Now, okay. I mostly get that.

 

What I do not understand is why each of the those separate pieces of code which 'portray' the behaviour of the discrete POKEY chips and so on could not be consigned accordingly to a discrete core. After all, on modern processors you effectively have 16 CPU's or more all working in parallel. Could you not assign one for each bespoke atari chip and then use another one to serve their input and receive their output - acting as a supervisor to keep everything in synchronization? Would this not massively improve performance?

 

Obviously, as on even fairly archaic Core2 quad hardware like mine Altirra runs perfectly in real time - so it does not matter especially. But I don't understand the underlying problem why parallel processing would not improve turbo performance for those speed-demons out there?

Link to comment
Share on other sites

It comes down to a case of dependancy - at each cycle the program can change a single hardware register that can affect the behaviour of most of the machine.

And a case of accuracy - no point having emulated Antic+GTIA render an entire scanline worth of pixels if the CPU goes and changes stuff midway - it effectively makes most of that work pointless because of the changed state.

 

There's stuff that could get farmed off to other cores - I think Avery explained some of it elsewhere - but the overall benefit of farming that work out isn't particularly great.

 

In theory you could have 4 threads e.g. doing CPU, Pokey, Antic, GTIA - but the thing is that each thread would have to wait on the others, never getting a cycle beyond what's going on with the others. That means some inter-thread communication required, not to mention the fact that each thread needs to be active which in a multitasking Windows environment is no way guaranteed. Alternatively of course, a thread that's completed it's task can go into a wait and allow the other thread/s to complete their little bit of work unit on the same core (assuming the Win scheduler executes it).

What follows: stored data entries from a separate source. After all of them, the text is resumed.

//! Route table.
//!
//! Routes are declared on a [`Router`] (optionally through nested
//! [`Group`]s) at startup, then frozen with [`Router::build`] into
//! [`Routes`]. `Routes` has no mutating API; it is shared read-only by every
//! connection task.
//!
//! Each method token gets its own radix tree of path templates, so a request
//! is matched only against the templates registered for its exact token.
//! The same path can carry `GET`, `POST` and any number of extension
//! methods. A second tree holding every template regardless of method keeps
//! the two failure modes distinct:
//!
//! | Outcome | Response |
//! |---|---|
//! | no template matches the path | `404 Not Found` |
//! | some template matches, none for this method | `405 Method Not Allowed` + `allow` |

use std::collections::{HashMap, HashSet};
use std::sync::Arc;

use http::{header, HeaderValue, StatusCode};
use matchit::Router as MatchitRouter;

use crate::error::Error;
use crate::handler::{BoxFuture, BoxedHandler, Handler};
use crate::method::{Method, MethodSpec};
use crate::middleware::{Chain, Middleware, Stack};
use crate::path::{Params, PathTemplate};
use crate::request::Request;
use crate::response::{IntoResponse, Response};

macro_rules! verb_shortcuts {
    ($($name:ident => $method:ident, $wire:literal;)*) => {
        $(
            #[doc = concat!("Registers a `", $wire, "` route.")]
            pub fn $name(self, path: &str, handler: impl Handler) -> Self {
                self.on(Method::$method, path, handler)
            }
        )*
    };
}

// ── Group ─────────────────────────────────────────────────────────────────────

struct RouteDef {
    method: MethodSpec,
    path: PathTemplate,
    layers: Stack,
    handler: BoxedHandler,
}

/// A set of routes sharing a path prefix and a middleware stack.
///
/// Groups nest. When a child group is merged into its parent, each child
/// route gets the child prefix prepended and the child's layers wrapped
/// around it; the parent's own prefix and layers are applied the same way
/// when the parent is merged in turn. Layers wrap every route of the group
/// regardless of registration order, outer group first:
///
/// ```rust
/// use switchyard::middleware::Trace;
/// use switchyard::{Group, Request, Router};
///
/// async fn handler(_req: Request) -> &'static str { "ok" }
///
/// // Chain for POST /api/v1/items: [Trace, (v1 layers…), handler]
/// let app = Router::new().group(
///     Group::new("/api")
///         .layer(Trace)
///         .group(Group::new("/v1").post("/items", handler)),
/// );
/// ```
pub struct Group {
    prefix: PathTemplate,
    layers: Stack,
    routes: Vec<RouteDef>,
    errors: Vec<Error>,
}

impl Group {
    /// `prefix` may be empty for a group that only adds middleware.
    pub fn new(prefix: &str) -> Self {
        let mut group = Self {
            prefix: PathTemplate::root(),
            layers: Stack::new(),
            routes: Vec::new(),
            errors: Vec::new(),
        };
        if !prefix.is_empty() {
            match PathTemplate::parse(prefix) {
                Ok(prefix) => group.prefix = prefix,
                Err(e) => group.errors.push(e),
            }
        }
        group
    }

    /// Registers a handler for an arbitrary method token, standard or not.
    pub fn route(mut self, method: &str, path: &str, handler: impl Handler) -> Self {
        match MethodSpec::parse(method) {
            Ok(method) => self.add(method, path, handler),
            Err(e) => {
                self.errors.push(e);
                self
            }
        }
    }

    pub fn on(self, method: Method, path: &str, handler: impl Handler) -> Self {
        self.add(method.into(), path, handler)
    }

    verb_shortcuts! {
        get     => Get,     "GET";
        post    => Post,    "POST";
        put     => Put,     "PUT";
        patch   => Patch,   "PATCH";
        delete  => Delete,  "DELETE";
        head    => Head,    "HEAD";
        options => Options, "OPTIONS";
    }

    pub fn layer(mut self, middleware: impl Middleware) -> Self {
        self.layers.push_layer(Arc::new(middleware));
        self
    }

    pub fn stack(mut self, stack: Stack) -> Self {
        self.layers.push_stack(stack);
        self
    }

    pub fn group(mut self, child: Group) -> Self {
        let Group { prefix, layers, routes, errors } = child;
        self.errors.extend(errors);
        for route in routes {
            match route.path.nest_under(&prefix) {
                Ok(path) => {
                    let mut wrapped = layers.clone();
                    wrapped.push_stack(route.layers);
                    self.routes.push(RouteDef { path, layers: wrapped, ..route });
                }
                Err(e) => self.errors.push(e),
            }
        }
        self
    }

    fn add(mut self, method: MethodSpec, path: &str, handler: impl Handler) -> Self {
        match PathTemplate::parse(path) {
            Ok(path) => self.routes.push(RouteDef {
                method,
                path,
                layers: Stack::new(),
                handler: handler.into_boxed_handler(),
            }),
            Err(e) => self.errors.push(e),
        }
        self
    }
}

// ── Router ────────────────────────────────────────────────────────────────────

/// The application router: a root [`Group`] plus [`build`](Router::build).
///
/// Each registration returns `self` so calls chain. Registration errors
/// (malformed templates, invalid method tokens) are collected and reported
/// by `build`.
///
/// ```rust
/// # use switchyard::{Request, Router};
/// # async fn get_user(_: Request) -> &'static str { "" }
/// # async fn purge(_: Request) -> &'static str { "" }
/// let routes = Router::new()
///     .get("/users/{id}", get_user)
///     .route("PURGE", "/users/{id}", purge)
///     .build()
///     .unwrap();
/// ```
pub struct Router {
    root: Group,
}

impl Router {
    pub fn new() -> Self {
        Self { root: Group::new("") }
    }

    pub fn route(self, method: &str, path: &str, handler: impl Handler) -> Self {
        Self { root: self.root.route(method, path, handler) }
    }

    pub fn on(self, method: Method, path: &str, handler: impl Handler) -> Self {
        Self { root: self.root.on(method, path, handler) }
    }

    verb_shortcuts! {
        get     => Get,     "GET";
        post    => Post,    "POST";
        put     => Put,     "PUT";
        patch   => Patch,   "PATCH";
        delete  => Delete,  "DELETE";
        head    => Head,    "HEAD";
        options => Options, "OPTIONS";
    }

    /// Wraps every route, including ones registered later.
    pub fn layer(self, middleware: impl Middleware) -> Self {
        Self { root: self.root.layer(middleware) }
    }

    pub fn stack(self, stack: Stack) -> Self {
        Self { root: self.root.stack(stack) }
    }

    pub fn group(self, group: Group) -> Self {
        Self { root: self.root.group(group) }
    }

    /// Validates every registration and freezes the table.
    ///
    /// Fails on the first registration error, on a `(method, template)` pair
    /// registered twice, or on templates the index cannot tell apart (e.g.
    /// `/users/{id}` next to `/users/{name}`).
    pub fn build(self) -> Result<Routes, Error> {
        let Group { layers, routes, errors, .. } = self.root;
        if let Some(e) = errors.into_iter().next() {
            return Err(e);
        }

        let mut index = MatchitRouter::new();
        let mut trees: Vec<MethodTree> = Vec::new();
        let mut by_method: HashMap<String, usize> = HashMap::new();
        let mut endpoints: Vec<Endpoint> = Vec::new();
        let mut templates: HashSet<String> = HashSet::new();

        for route in routes {
            let template = route.path.to_string();
            if templates.insert(template.clone()) {
                index
                    .insert(template.clone(), ())
                    .map_err(|source| Error::RouteConflict { template: template.clone(), source })?;
            }

            let slot = *by_method.entry(route.method.to_string()).or_insert_with(|| {
                trees.push(MethodTree { method: route.method.clone(), tree: MatchitRouter::new() });
                trees.len() - 1
            });
            match trees[slot].tree.insert(template.clone(), endpoints.len()) {
                Ok(()) => {}
                Err(matchit::InsertError::Conflict { with }) if with == template => {
                    return Err(Error::DuplicateRoute { method: route.method.to_string(), template });
                }
                Err(source) => return Err(Error::RouteConflict { template, source }),
            }

            let mut stack = layers.clone();
            stack.push_stack(route.layers);
            let chain = Arc::new(Chain::new(stack.flatten(), route.handler));
            tracing::debug!(method = %route.method, path = %template, layers = chain.len(), "route registered");
            endpoints.push(Endpoint { method: route.method, template: route.path, chain });
        }

        Ok(Routes { index, trees, by_method, endpoints })
    }
}

impl Default for Router {
    fn default() -> Self { Self::new() }
}

// ── Routes ────────────────────────────────────────────────────────────────────

struct Endpoint {
    method: MethodSpec,
    template: PathTemplate,
    chain: Arc<Chain>,
}

/// Every template registered for one method token.
struct MethodTree {
    method: MethodSpec,
    tree: MatchitRouter<usize>,
}

/// The frozen route table produced by [`Router::build`].
pub struct Routes {
    /// Every template regardless of method; only separates 404 from 405.
    index: MatchitRouter<()>,
    trees: Vec<MethodTree>,
    by_method: HashMap<String, usize>,
    endpoints: Vec<Endpoint>,
}

impl Routes {
    /// Resolves a method token and path to a route.
    ///
    /// Only templates registered for `method` take part in path matching,
    /// so `GET /items/new` reaches `GET /items/{id}` even when
    /// `/items/new` itself is registered for `POST` alone.
    pub fn dispatch(&self, method: &http::Method, path: &str) -> Result<Matched<'_>, RouteError> {
        let found = self
            .by_method
            .get(method.as_str())
            .and_then(|&slot| self.trees[slot].tree.at(path).ok());
        if let Some(found) = found {
            if let Some(endpoint) = self.endpoints.get(*found.value) {
                return Ok(Matched { endpoint, params: found.params.iter().collect() });
            }
        }

        if self.index.at(path).is_err() {
            return Err(RouteError::NotFound);
        }
        let allowed = self
            .trees
            .iter()
            .filter(|t| t.tree.at(path).is_ok())
            .map(|t| t.method.to_string())
            .collect();
        Err(RouteError::MethodNotAllowed { allowed })
    }

    /// Every registered `(method, template)` pair, in registration order.
    pub fn iter(&self) -> impl Iterator<Item = (&MethodSpec, &PathTemplate)> {
        self.endpoints.iter().map(|e| (&e.method, &e.template))
    }

    pub fn len(&self) -> usize {
        self.endpoints.len()
    }

    pub fn is_empty(&self) -> bool {
        self.endpoints.is_empty()
    }
}

/// A successful [`Routes::dispatch`].
pub struct Matched<'a> {
    endpoint: &'a Endpoint,
    params: Params,
}

impl<'a> Matched<'a> {
    pub fn template(&self) -> &'a PathTemplate { &self.endpoint.template }
    pub fn method(&self) -> &'a MethodSpec { &self.endpoint.method }
    pub fn params(&self) -> &Params { &self.params }

    /// Runs the route's chain for `req`, with the captured params attached.
    pub fn run(self, mut req: Request) -> BoxFuture {
        req.params = self.params;
        self.endpoint.chain.start().run(req)
    }
}

/// Why a request matched no route.
#[derive(Clone, Debug, PartialEq, Eq)]
pub enum RouteError {
    NotFound,
    /// The path exists, but not for this method. `allowed` lists the
    /// registered tokens in registration order.
    MethodNotAllowed { allowed: Vec<String> },
}

impl IntoResponse for RouteError {
    fn into_response(self) -> Response {
        match self {
            Self::NotFound => Response::status(StatusCode::NOT_FOUND),
            Self::MethodNotAllowed { allowed } => {
                let mut res = Response::status(StatusCode::METHOD_NOT_ALLOWED);
                if let Ok(value) = HeaderValue::from_str(&allowed.join(", ")) {
                    res.headers_mut().insert(header::ALLOW, value);
                }
                res
            }
        }
    }
}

At the end of the day, a bunch of extra complication in the overall system, possibly for not too much gain.

  • Like 2
Link to comment
Share on other sites

Ahh... It sounds like a good part of the problem is down to windows. Effective you are multitasking the component programmes which are made to act exactly like a piece of hardware inside the emulator in an environment which itself is already multitasking many other things. Is this why purely emulated environments like the MS 'Hyper-V' thing have a single programme to oversee the others and strictly determine their core access? So the operating system itself is not the final arbiter of which process runs on which threads?

 

I guess in that sort of environment then Altirra would itself need to be a full OS!

 

This bears on something I have been thinking about using an FPGA. On the same topic - would it not be possible to use an FPGA unit and set it up so that it perfectly emulates the behaviour of the Atari motherboard and its associated ICs? That way you could genuinely get an A8 on a chip - it a far superior fashion to the Raspberry Pi or Arduino or whatever.

 

And as an aside - Rybags, you wouldn't happen to be 'That Crazy Aussie Bloke' Dave from the EEVBlog would you?

Edited by morelenmir
Link to comment
Share on other sites

No - most of my online IDs are the same and I don't bother with blogs & stuff.

 

I'd not really point the finger at Windows - the problems of multiprocessing such emulators are similar regardless of host CPU or OS.

 

It's just down to the dependancy - you can't predict what the Atari is going to do without actually doing it.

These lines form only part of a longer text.